* [Exercise instructions]: The entries should be restated word for word.

* [Stored data]:
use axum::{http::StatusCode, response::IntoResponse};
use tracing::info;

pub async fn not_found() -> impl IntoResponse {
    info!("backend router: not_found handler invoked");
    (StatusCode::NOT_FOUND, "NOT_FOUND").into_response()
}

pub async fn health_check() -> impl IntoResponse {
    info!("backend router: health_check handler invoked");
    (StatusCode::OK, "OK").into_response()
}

* [Response area]:
use axum::{http::StatusCode, response::IntoResponse};
use tracing::info;

pub async fn not_found() -> impl IntoResponse {
    info!("backend router: not_found handler invoked");
    (StatusCode::NOT_FOUND, "NOT_FOUND").into_response()
}

pub async fn health_check() -> impl IntoResponse {
    info!("backend router: health_check handler invoked");
    (StatusCode::OK, "OK").into_response()
}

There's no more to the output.